Per una politica che creda nei miracoli, intervista a Gianrico Carofiglio

Foto di Stefania Gadotti

C’è una certa enfasi nel termine ‘miracolo’, ma a volte bisogna avere il coraggio di maneggiare l’enfasi, altrimenti il rischio è quello di sottrarsi alle emozioni, e nella politica le emozioni sono fondamentali”. Esordisce così Gianrico Carofiglio, ospite a Civezzano della rassegna di eventi “Agosto degasperiano 2021. Su sentieri incerti”. L’ex magistrato, tra i più letti e apprezzati scrittori italiani, è stato chiamato ad affrontare il tema della crescente disillusione nei confronti della politica e a riflettere, nel corso di una serata ricca di spunti di riflessione, su come sia possibile sfuggire alle manipolazioni e tornare a camminare con convinzione lungo il sentiero dell’impegno pubblico e politico.

L’abbiamo intervistato per approfondire alcune tematiche relative all’incontro.

Dottor Carofiglio, il titolo della serata che l’ha vista ospite è “Per una politica che creda nei miracoli”. Alla luce della delicata fase storica che stiamo attraversando, qual è il miracolo principale a cui la politica, e di conseguenza noi tutti, dobbiamo aspirare?

Domanda difficile, ne occorrono parecchi. Se devo immaginarne uno solo penso a una pratica della politica capace di liberarsi del personalismo e del narcisismo, capace di praticare un’autentica idea di comunità e solidarietà.

Secondo lei, in relazione all’incremento della sfiducia e della disillusione nei confronti della forza creatrice della politica a cui stiamo assistendo negli ultimi anni, che effetto ha avuto la pandemia? Ci ha resi più consapevoli dell’importanza di una buona rappresentanza o ci ha allontanati ancor di più da questa convinzione?

Credo che entrambi gli effetti si siano in qualche modo verificati. Chi crede nella possibilità di una buona politica deve prendere spunto dagli sprazzi di consapevolezza positiva generati dalla pandemia e cercare di indirizzarli verso il cambiamento auspicato.
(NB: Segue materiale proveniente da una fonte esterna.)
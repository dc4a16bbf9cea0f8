//! Router assembly for one generation: common routes, every module, the error translator.

use crate::config::Configuration;
use crate::error::{translate_errors, AppError, ConfigError};
use crate::module::AppModule;
use crate::routes::{common_routes, RESERVED_NAMES};
use async_trait::async_trait;
use axum::{extract::DefaultBodyLimit, http::Uri, middleware, Router};
use std::collections::HashSet;
use std::sync::Arc;
use tower_http::limit::RequestBodyLimitLayer;
use tower_http::trace::TraceLayer;

/// Supplies the modules of an application. Called once per router generation with the
/// snapshot that generation serves, so repositories are bound from current configuration.
#[async_trait]
pub trait Application: Send + Sync + 'static {
    async fn modules(&self, config: &Configuration) -> Result<Vec<Box<dyn AppModule>>, AppError>;
}

/// A built router and the modules behind it.
pub struct Mounted {
    pub router: Router,
    modules: Vec<Box<dyn AppModule>>,
}

impl Mounted {
    pub fn module_names(&self) -> Vec<&str> {
        self.modules.iter().map(|m| m.name()).collect()
    }

    /// Stop every module, in mount order.
    pub async fn stop(&self) {
        for module in &self.modules {
            module.stop().await;
        }
    }
}

async fn fallback(uri: Uri) -> AppError {
    AppError::NotFound(uri.path().to_string())
}

pub async fn assemble(app: &dyn Application, config: Arc<Configuration>) -> Result<Mounted, AppError> {
    let modules = app.modules(&config).await?;
    build_router(modules, config)
}

pub fn build_router(modules: Vec<Box<dyn AppModule>>, config: Arc<Configuration>) -> Result<Mounted, AppError> {
    let mut names: HashSet<&str> = RESERVED_NAMES.iter().copied().collect();
    for module in &modules {
        if !names.insert(module.name()) {
            return Err(ConfigError::DuplicateModule(module.name().to_string()).into());
        }
    }
    let mut router = common_routes(config.clone());
    for module in &modules {
        router = router.merge(module.routes());
        tracing::info!(module = %module.name(), "module mounted");
    }
    let router = router
        .fallback(fallback)
        .layer(DefaultBodyLimit::disable())
        .layer(RequestBodyLimitLayer::new(config.body_limit()))
        .layer(middleware::from_fn(translate_errors))
        .layer(TraceLayer::new_for_http());
    Ok(Mounted { router, modules })
}
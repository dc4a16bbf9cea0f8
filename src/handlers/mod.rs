pub mod resource;
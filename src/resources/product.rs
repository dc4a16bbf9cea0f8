use crate::module::ResourceModule;
use crate::validation::Validator;
use serde::Deserialize;

pub const PRODUCTS: &str = "products";

#[derive(Debug, Deserialize)]
pub struct Product {
    pub name: Option<String>,
    pub description: Option<String>,
    pub rank: Option<i64>,
    pub tags: Option<Vec<String>>,
}

/// Products are never deleted over HTTP.
pub struct ProductModule;

impl ResourceModule for ProductModule {
    type Doc = Product;

    fn name(&self) -> &str {
        PRODUCTS
    }

    fn save_validator(&self) -> Validator<Product> {
        Validator::builder()
            .constraint("name", |p: &Product| p.name.as_deref(), |c| c.not_null().not_blank().max_length(128))
            .constraint("description", |p: &Product| p.description.as_deref(), |c| c.max_length(1024))
            .constraint("rank", |p: &Product| p.rank.as_ref(), |c| c.greater_than_or_equal(0))
            .constraint("tags", |p: &Product| p.tags.as_deref(), |c| c.max_size(16))
            .build()
    }

    fn delete_enabled(&self) -> bool {
        false
    }
}
//! Configuration sources: files, process environment, `-D` properties, and in-memory overrides.
//! Each source yields a JSON object; changes are signalled through a [`SourceNotifier`].

use crate::error::ConfigError;
use async_trait::async_trait;
use ::config::{Config, Environment, File, Source};
use notify::{Event, RecommendedWatcher, RecursiveMode, Watcher};
use serde_json::{Map, Value};
use std::path::{Path, PathBuf};
use std::sync::{Arc, Mutex};
use tokio::sync::mpsc;

/// Prefix of environment variables read into the configuration (`APP_PORT`, `APP_STORE__URL`).
pub const ENV_PREFIX: &str = "APP";
/// Nesting separator inside environment variable names.
pub const ENV_SEPARATOR: &str = "__";

/// Handle a source uses to announce that it should be reloaded.
#[derive(Clone, Debug)]
pub struct SourceNotifier {
    index: usize,
    tx: mpsc::UnboundedSender<usize>,
}

impl SourceNotifier {
    pub(crate) fn new(index: usize, tx: mpsc::UnboundedSender<usize>) -> Self {
        Self { index, tx }
    }

    pub fn notify(&self) {
        let _ = self.tx.send(self.index);
    }
}

/// Keeps a source's change feed alive; dropping it stops watching.
pub struct SourceWatch {
    _guard: Box<dyn Send>,
}

impl SourceWatch {
    pub fn new<G: Send + 'static>(guard: G) -> Self {
        Self { _guard: Box::new(guard) }
    }
}

#[async_trait]
pub trait ConfigSource: Send + Sync {
    fn name(&self) -> &str;

    /// Current content as a JSON object. An absent optional source yields `{}`.
    async fn load(&self) -> Result<Value, ConfigError>;

    /// Start pushing change notifications. `None` when the source never changes.
    fn watch(&self, _notifier: SourceNotifier) -> Result<Option<SourceWatch>, ConfigError> {
        Ok(None)
    }
}

fn empty() -> Value {
    Value::Object(Map::new())
}

/// Build a one-source [`Config`] and read it back as a JSON tree.
fn collect<S>(name: &str, source: S) -> Result<Value, ConfigError>
where
    S: Source + Send + Sync + 'static,
{
    let load_error = |e: ::config::ConfigError| ConfigError::Load {
        source_name: name.to_string(),
        message: e.to_string(),
    };
    let value: Value = Config::builder()
        .add_source(source)
        .build()
        .map_err(load_error)?
        .try_deserialize()
        .map_err(load_error)?;
    match value {
        Value::Object(_) => Ok(value),
        Value::Null => Ok(empty()),
        _ => Err(ConfigError::NotAnObject(name.to_string())),
    }
}

/// A configuration file; the format (TOML, JSON, ...) follows the extension.
pub struct FileSource {
    name: String,
    path: PathBuf,
    optional: bool,
}

impl FileSource {
    pub fn required(path: impl Into<PathBuf>) -> Self {
        let path = path.into();
        Self {
            name: path.display().to_string(),
            path,
            optional: false,
        }
    }

    /// Missing file reads as `{}`.
    pub fn optional(path: impl Into<PathBuf>) -> Self {
        Self {
            optional: true,
            ..Self::required(path)
        }
    }

    pub fn path(&self) -> &Path {
        &self.path
    }

}

#[async_trait]
impl ConfigSource for FileSource {
    fn name(&self) -> &str {
        &self.name
    }

    async fn load(&self) -> Result<Value, ConfigError> {
        if self.optional && !self.path.exists() {
            tracing::debug!(path = %self.path.display(), "optional config file absent");
            return Ok(empty());
        }
        collect(&self.name, File::from(self.path.clone()).required(!self.optional))
    }

    fn watch(&self, notifier: SourceNotifier) -> Result<Option<SourceWatch>, ConfigError> {
        let dir = match self.path.parent() {
            Some(p) if !p.as_os_str().is_empty() => p,
            _ => Path::new("."),
        };
        if !dir.is_dir() {
            tracing::debug!(dir = %dir.display(), "config directory absent; not watching");
            return Ok(None);
        }
        let file_name = self.path.file_name().map(|n| n.to_os_string());
        let mut watcher = RecommendedWatcher::new(
            move |res: notify::Result<Event>| match res {
                Ok(event) => {
                    let relevant = event.kind.is_modify() || event.kind.is_create() || event.kind.is_remove();
                    let ours = event
                        .paths
                        .iter()
                        .any(|p| p.file_name().map(|n| n.to_os_string()) == file_name);
                    if relevant && ours {
                        notifier.notify();
                    }
                }
                Err(e) => tracing::error!(error = ?e, "config watch error"),
            },
            notify::Config::default(),
        )?;
        watcher.watch(dir, RecursiveMode::NonRecursive)?;
        tracing::info!(path = %self.path.display(), "config watcher started");
        Ok(Some(SourceWatch::new(watcher)))
    }
}

/// Process environment (or an injected variable set). `APP_STORE__URL=x` becomes
/// `{"store": {"url": "x"}}`; values are parsed as bool/number when possible.
pub struct EnvSource {
    prefix: String,
    vars: Option<::config::Map<String, String>>,
}

impl EnvSource {
    pub fn with_prefix(prefix: impl Into<String>) -> Self {
        Self {
            prefix: prefix.into(),
            vars: None,
        }
    }

    /// Fixed variable set instead of the process environment.
    pub fn from_vars<I, K, V>(prefix: impl Into<String>, vars: I) -> Self
    where
        I: IntoIterator<Item = (K, V)>,
        K: Into<String>,
        V: Into<String>,
    {
        Self {
            prefix: prefix.into(),
            vars: Some(vars.into_iter().map(|(k, v)| (k.into(), v.into())).collect()),
        }
    }
}

#[async_trait]
impl ConfigSource for EnvSource {
    fn name(&self) -> &str {
        "environment"
    }

    async fn load(&self) -> Result<Value, ConfigError> {
        let env = Environment::with_prefix(&self.prefix)
            .prefix_separator("_")
            .separator(ENV_SEPARATOR)
            .try_parsing(true)
            .source(self.vars.clone());
        collect(self.name(), env)
    }
}

/// `key.path=value` pairs from the command line.
#[derive(Debug, Default)]
pub struct PropertiesSource {
    pairs: ::config::Map<String, String>,
}

impl PropertiesSource {
    pub fn parse<S: AsRef<str>>(pairs: &[S]) -> Result<Self, ConfigError> {
        let mut parsed = ::config::Map::new();
        for pair in pairs {
            let pair = pair.as_ref();
            let (key, raw) = pair
                .split_once('=')
                .ok_or_else(|| ConfigError::InvalidProperty(pair.to_string()))?;
            let key = key.trim();
            if key.split('.').any(str::is_empty) {
                return Err(ConfigError::InvalidProperty(pair.to_string()));
            }
            parsed.insert(key.to_string(), raw.to_string());
        }
        Ok(Self { pairs: parsed })
    }
}

#[async_trait]
impl ConfigSource for PropertiesSource {
    fn name(&self) -> &str {
        "properties"
    }

    async fn load(&self) -> Result<Value, ConfigError> {
        if self.pairs.is_empty() {
            return Ok(empty());
        }
        let props = Environment::default().try_parsing(true).source(Some(self.pairs.clone()));
        collect(self.name(), props)
    }
}

/// Programmatic overrides. [`MemorySource::set`] replaces the content and announces the change.
#[derive(Default)]
pub struct MemorySource {
    value: Mutex<Value>,
    notifier: Mutex<Option<SourceNotifier>>,
}

impl MemorySource {
    pub fn new(value: Value) -> Arc<Self> {
        Arc::new(Self {
            value: Mutex::new(value),
            notifier: Mutex::new(None),
        })
    }

    pub fn set(&self, value: Value) {
        *lock(&self.value) = value;
        if let Some(notifier) = lock(&self.notifier).as_ref() {
            notifier.notify();
        }
    }
}

fn lock<T>(m: &Mutex<T>) -> std::sync::MutexGuard<'_, T> {
    match m.lock() {
        Ok(guard) => guard,
        Err(poisoned) => poisoned.into_inner(),
    }
}

#[async_trait]
impl ConfigSource for MemorySource {
    fn name(&self) -> &str {
        "memory"
    }

    async fn load(&self) -> Result<Value, ConfigError> {
        let value = lock(&self.value).clone();
        match value {
            Value::Object(_) => Ok(value),
            Value::Null => Ok(empty()),
            _ => Err(ConfigError::NotAnObject("memory".into())),
        }
    }

    fn watch(&self, notifier: SourceNotifier) -> Result<Option<SourceWatch>, ConfigError> {
        *lock(&self.notifier) = Some(notifier);
        Ok(None)
    }
}

/// `<dir>/<name>.toml`, or `<dir>/<name>.json` when only that one exists.
pub fn config_file(dir: &Path, name: &str) -> PathBuf {
    let toml = dir.join(format!("{}.toml", name));
    let json = dir.join(format!("{}.json", name));
    if !toml.exists() && json.exists() {
        json
    } else {
        toml
    }
}

/// Standard layering, lowest precedence first: config file, secrets file, environment,
/// command-line properties.
pub fn default_sources(dir: &Path, name: &str, properties: PropertiesSource) -> Vec<Arc<dyn ConfigSource>> {
    vec![
        Arc::new(FileSource::optional(config_file(dir, name))),
        Arc::new(FileSource::optional(config_file(dir, &format!("{}-secrets", name)))),
        Arc::new(EnvSource::with_prefix(ENV_PREFIX)),
        Arc::new(properties),
    ]
}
Lei, in qualità di scrittore, lavora professionalmente con le parole. Quale ruolo giocano, nel bene e nel male, il linguaggio e le parole “scelte” dalla politica contemporanea per attualizzarsi? 

Oggi la parole – sistematicamente vuotate di senso – giocano soprattutto come negativi fattori di manipolazione collettiva. Uno dei compiti della buona politica consiste proprio nel restituire significato, e dunque efficacia trasformativa, alle nostre parole. 

Assistiamo, in molti casi, ad un’estrema semplificazione della comunicazione politica…

Più che di semplificazione si tratta di una estrema banalizzazione, mancanza di contenuti, attitudine non a comunicare ma a manipolare eccitando spesso i peggiori istinti delle persone. La buona comunicazione politica è quella capace di esprimere un sistema di valori in modo da renderli comprensibili, di attivare emozioni positive, insomma di mettere in moto il cambiamento.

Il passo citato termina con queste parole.